In the listing that follows, find the lines with the string "TextGenerator" and report how many there are, without commentary.

※ ※ ※

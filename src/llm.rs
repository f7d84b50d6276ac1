use std::time::Duration;

use anyhow::{Context, Result};
use async_trait::async_trait;
use reqwest::Client;
use serde::{Deserialize, Serialize};

use crate::config::GenerationConfig;
use crate::constants::USER_AGENT;

/// One prompt for the text generation provider
#[derive(Debug, Clone)]
pub struct TextRequest {
    pub system: String,
    pub user: String,
    pub max_tokens: u32,
    pub temperature: f32,
}

#[async_trait]
pub trait TextGenerator: Send + Sync {
    /// Returns the raw model output. The text is not guaranteed to be JSON.
    async fn complete(&self, request: &TextRequest) -> Result<String>;
}

#[derive(Debug, Serialize)]
struct ChatCompletionRequest<'a> {
    model: &'a str,
    messages: [ChatMessage<'a>; 2],
    temperature: f32,
    max_tokens: u32,
}

#[derive(Debug, Serialize)]
struct ChatMessage<'a> {
    role: &'static str,
    content: &'a str,
}

#[derive(Debug, Deserialize)]
struct ChatCompletionResponse {
    #[serde(default)]
    choices: Vec<ChatChoice>,
}

#[derive(Debug, Deserialize)]
struct ChatChoice {
    message: ChatResponseMessage,
}

#[derive(Debug, Deserialize)]
struct ChatResponseMessage {
    content: Option<String>,
}

pub struct OpenAiCompatibleClient {
    client: Client,
    api_key: String,
    base_url: String,
    model: String,
}

impl OpenAiCompatibleClient {
    pub fn new(config: &GenerationConfig, api_key: impl Into<String>) -> Result<Self> {
        let client = Client::builder()
            .user_agent(USER_AGENT)
            .timeout(Duration::from_secs(config.timeout_secs))
            .build()?;

        Ok(Self {
            client,
            api_key: api_key.into(),
            base_url: config.base_url.trim_end_matches('/').to_string(),
            model: config.model.clone(),
        })
    }

    fn api_url(&self, path: &str) -> String {
        format!("{}/{}", self.base_url, path)
    }
}

#[async_trait]
impl TextGenerator for OpenAiCompatibleClient {
    async fn complete(&self, request: &TextRequest) -> Result<String> {
        let body = ChatCompletionRequest {
            model: &self.model,
            messages: [
                ChatMessage {
                    role: "system",
                    content: &request.system,
                },
                ChatMessage {
                    role: "user",
                    content: &request.user,
                },
            ],
            temperature: request.temperature,
            max_tokens: request.max_tokens,
        };

        tracing::debug!(model = %self.model, "Requesting chat completion");

        let response = self
            .client
            .post(self.api_url("chat/completions"))
            .bearer_auth(&self.api_key)
            .json(&body)
            .send()
            .await
            .context("chat completion request failed")?;

        if !response.status().is_success() {
            let status = response.status();
            let text = response.text().await.unwrap_or_default();
            anyhow::bail!("Request failed with status: {} - {}", status, text);
        }

        let data = response.json::<ChatCompletionResponse>().await?;
        let content = data
            .choices
            .into_iter()
            .next()
            .and_then(|choice| choice.message.content)
            .unwrap_or_default();

        Ok(content.trim().to_string())
    }
}
use agri_weather_server::config::Config;
use agri_weather_server::service::AgriWeather;
use anyhow::Result;
use rmcp::ServiceExt;
use tracing_subscriber::{layer::SubscriberExt, util::SubscriberInitExt};

#[tokio::main]
async fn main() -> Result<()> {
    // stdout carries the MCP transport, logs go to stderr
    tracing_subscriber::registry()
        .with(
            tracing_subscriber::EnvFilter::try_from_default_env()
                .unwrap_or_else(|_| "agri_weather_server=info".into()),
        )
        .with(tracing_subscriber::fmt::layer().with_writer(std::io::stderr))
        .init();

    if let Err(e) = dotenvy::dotenv() {
        tracing::debug!("No .env file loaded: {}", e);
    }

    tracing::info!("Starting agricultural weather MCP server");

    let config = Config::from_env()?;
    let service = AgriWeather::new(&config)?;
    let server = service.serve(rmcp::transport::stdio()).await?;
    server.waiting().await?;

    tracing::info!("Server shutdown complete");
    Ok(())
}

※ ※ ※

RESULT FOR THIS TASK ->
2